You eat X calories right now. You burn Y calories just sitting on your kiester. You burn an additional Z calories by doing stuff.
I know you can calculate X. Avoid estimating because you suck at it. Calculate. That means measuring portion sizes, reading labels, and summing/dividing recipes. If you can't count it, don't eat it. And most importantly, you have to log everything immediately. It's easy to forget that butter you put on your bread or the cheese on your sandwich or the cookie you "shared" with your kid. That's gotta stop. Wake up and write out your plan for the day. Budget yourself so you don't wind up eating 90% of your daily calories by 2pm (or 10% for that matter). I use LoseIt. It's free. It's easy. It's also got an untrustworthy food database. Double check everything against labels, and if you're cooking with things that don't have labels, check it against CalorieKing.
Ok, so now you can count, but what are you counting up to? LoseIt will figure this out for you, but if you want to fine-tune it, you'll need to do some math. First determine what you burn in a day, completely at rest. This is called your Basal Metabolic Rate, or BMR. The formula will vary based on your age, gender, and typical daily activity. Just google up a BMR calculator. If you decide to go nuts with a spreadsheet (like me), google what the formula is and get calculating.
Ignore the Z calories for moment. You've got your Y number, right? Subtract 1000 from that number. That's your calorie budget if you want to lose 2 pounds a week. Not very many calories left, right? That's where Z comes in. You have to exercise. If you don't, you're going to go around pissing and moaning about how you're always hungry. Get to the gym and burn 300-500 calories. Again, google and LoseIt are your friends here. You can estimate the number of calories you burned during any given activity.
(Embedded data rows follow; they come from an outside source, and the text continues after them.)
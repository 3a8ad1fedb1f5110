//! Summary statistics over a roster.
//!
//! Everything here is a pure function of a slice of records, so it can be
//! tested without touching the file system. [`crate::Store::analyze`] is the
//! stored-collection entry point.

use std::collections::BTreeMap;

use serde::Serialize;

use crate::student::{Grade, Student};

/// Marks strictly below this count as failing unless configured otherwise.
pub const DEFAULT_FAILING_THRESHOLD: u32 = 40;

/// Aggregate statistics for a non-empty collection.
#[derive(Debug, Clone, PartialEq, Serialize)]
pub struct Stats {
    /// Number of records.
    pub total: usize,
    /// Mean of the marks.
    pub average: f64,
    /// Record with the highest marks. Ties go to the earliest record.
    pub highest: Student,
    /// Record with the lowest marks. Ties go to the earliest record.
    pub lowest: Student,
    /// Records with marks below the failing threshold.
    pub failing: usize,
    /// Records with marks strictly below `average`.
    pub below_average: usize,
    /// Count per grade, for grades that occur at least once.
    pub grade_counts: BTreeMap<Grade, usize>,
}

/// Compute [`Stats`] with the default failing threshold.
///
/// Returns `None` for an empty collection.
#[must_use]
pub fn analyze(students: &[Student]) -> Option<Stats> {
    analyze_with_threshold(students, DEFAULT_FAILING_THRESHOLD)
}

/// Compute [`Stats`], counting marks below `failing_threshold` as failing.
///
/// Returns `None` for an empty collection.
#[must_use]
pub fn analyze_with_threshold(students: &[Student], failing_threshold: u32) -> Option<Stats> {
    let first = students.first()?;

    let mut highest = first;
    let mut lowest = first;
    let mut sum: u64 = 0;
    let mut failing = 0;
    let mut grade_counts = BTreeMap::new();

    for s in students {
        // Strict comparisons keep the earliest record on ties
        if s.marks > highest.marks {
            highest = s;
        }
        if s.marks < lowest.marks {
            lowest = s;
        }
        if s.marks < failing_threshold {
            failing += 1;
        }
        sum += u64::from(s.marks);
        *grade_counts.entry(s.grade).or_insert(0) += 1;
    }

    #[allow(clippy::cast_precision_loss)]
    let average = sum as f64 / students.len() as f64;
    let below_average = students
        .iter()
        .filter(|s| f64::from(s.marks) < average)
        .count();

    Some(Stats {
        total: students.len(),
        average,
        highest: highest.clone(),
        lowest: lowest.clone(),
        failing,
        below_average,
        grade_counts,
    })
}

/// Up to `n` records with the highest marks, best first.
///
/// Equal marks keep their collection order.
#[must_use]
pub fn top_performers(students: &[Student], n: usize) -> Vec<Student> {
    let mut ranked = students.to_vec();
    ranked.sort_by(|a, b| b.marks.cmp(&a.marks));
    ranked.truncate(n);
    ranked
}

/// Up to `n` records with the lowest marks, worst first.
///
/// Equal marks keep their collection order.
#[must_use]
pub fn bottom_performers(students: &[Student], n: usize) -> Vec<Student> {
    let mut ranked = students.to_vec();
    ranked.sort_by_key(|s| s.marks);
    ranked.truncate(n);
    ranked
}

#[cfg(test)]
mod tests {
    use super::*;

    fn student(id: i64, grade: Grade, marks: u32) -> Student {
        Student::new(id, format!("student {id}"), 20, grade, marks)
    }

    #[test]
    fn test_analyze_empty() {
        assert!(analyze(&[]).is_none());
    }

    #[test]
    fn test_analyze_two_records() {
        let stats = analyze(&[student(1, Grade::F, 30), student(2, Grade::A, 90)]).unwrap();

        assert_eq!(stats.total, 2);
        assert!((stats.average - 60.0).abs() < f64::EPSILON);
        assert_eq!(stats.failing, 1);
        assert_eq!(stats.below_average, 1);
        assert_eq!(stats.highest.id, 2);
        assert_eq!(stats.lowest.id, 1);
    }

    #[test]
    fn test_analyze_single_record() {
        let stats = analyze(&[student(1, Grade::C, 40)]).unwrap();
        assert_eq!(stats.total, 1);
        assert_eq!(stats.failing, 0);
        assert_eq!(stats.below_average, 0);
        assert_eq!(stats.highest, stats.lowest);
    }

    #[test]
    fn test_ties_go_to_first_record() {
        let students = [
            student(5, Grade::B, 70),
            student(2, Grade::B, 70),
            student(9, Grade::D, 10),
            student(1, Grade::D, 10),
        ];
        let stats = analyze(&students).unwrap();
        assert_eq!(stats.highest.id, 5);
        assert_eq!(stats.lowest.id, 9);
    }

    #[test]
    fn test_grade_counts_only_present() {
        let stats = analyze(&[
            student(1, Grade::B, 60),
            student(2, Grade::B, 65),
            student(3, Grade::F, 20),
        ])
        .unwrap();

        let expected: BTreeMap<Grade, usize> = [(Grade::B, 2), (Grade::F, 1)].into_iter().collect();
        assert_eq!(stats.grade_counts, expected);
    }

    #[test]
    fn test_below_average_is_strict() {
        let stats = analyze(&[
            student(1, Grade::C, 50),
            student(2, Grade::C, 50),
            student(3, Grade::C, 50),
        ])
        .unwrap();
        assert_eq!(stats.below_average, 0);
    }

    #[test]
    fn test_custom_threshold() {
        let students = [student(1, Grade::C, 45), student(2, Grade::A, 90)];
        assert_eq!(analyze(&students).unwrap().failing, 0);
        assert_eq!(analyze_with_threshold(&students, 50).unwrap().failing, 1);
    }

    #[test]
    fn test_top_and_bottom_performers() {
        let students = [
            student(1, Grade::C, 50),
            student(2, Grade::A, 95),
            student(3, Grade::F, 12),
            student(4, Grade::A, 95),
        ];

        let top: Vec<i64> = top_performers(&students, 3).iter().map(|s| s.id).collect();
        assert_eq!(top, vec![2, 4, 1]);

        let bottom: Vec<i64> = bottom_performers(&students, 2)
            .iter()
            .map(|s| s.id)
            .collect();
        assert_eq!(bottom, vec![3, 1]);
    }

    #[test]
    fn test_performers_larger_than_collection() {
        let students = [student(1, Grade::C, 50)];
        assert_eq!(top_performers(&students, 5).len(), 1);
        assert!(bottom_performers(&[], 5).is_empty());
    }

    #[test]
    fn test_stats_serialize() {
        let stats = analyze(&[student(1, Grade::A, 80)]).unwrap();
        let json = serde_json::to_value(&stats).unwrap();
        assert_eq!(json["total"], 1);
        assert_eq!(json["grade_counts"]["A"], 1);
        assert_eq!(json["highest"]["name"], "Student 1");
    }
}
When I started a month ago, my rule was to ignore the exercise calories and just stick to staying 1000 calories under the BMR limit. That didn't work so well. I'd wake up and be ravenously hungry. Last week I tried eating my exercise calories. Today's weigh-in shows that I may be taking too large of an exercise calorie credit, but I'll need more data to feel confident in my conclusions. This is why I keep a strict log. If I'm not losing weight, I could be burning less than the calculators are telling me. Knowing all the numbers will allow me to make small adjustments as my progress stalls or accelerates too quickly.
or, it could just be the cheesecake I ate.
So there you have it. Eat less. Exercise more. Count everything. It's not pretty. It's not simple. It's not a gimmick. But it's the one thing every "diet" has in common. Do it your own way, or join the latest diet cult if you like. Either way, you can't escape the physics.
The physics aren't that simple. Humans aren't calorimeters. Our bodies do different things with the different types of calories that we eat. I posted an article discussing this (scientifically) in one of your other posts.
ReplyDeleteHere's a reply to a poorly researched Time magazine article that tried claiming the same thing (based on a study that said no such thing):
http://www.bulletproofexec.com/not-the-calories-stupid-reply-to-time-magazine/
The guy that runs that site claims to eat 4,500 calories a day, but is able to maintain his 210lb frame: http://www.bulletproofexec.com/photo-abs-after-2-years-of-4500-calories-no-exercise/
If true, calories in = calories out can't explain it.
And you have to consider the hunger factor. If you put your body into a semi-starvation state, your body will combat the lack of calories by slowing down internal systems so that you stay alive. You'll become lethargic, hair and nails grow slower, libido decreases.
The physics are true, I'm not arguing that, but our bodies are much more complex than calories in = calories out can explain. A calorie of sugar is used differently in the body than a calorie of protein, or a calorie of fat. Calorimeters don't expose this.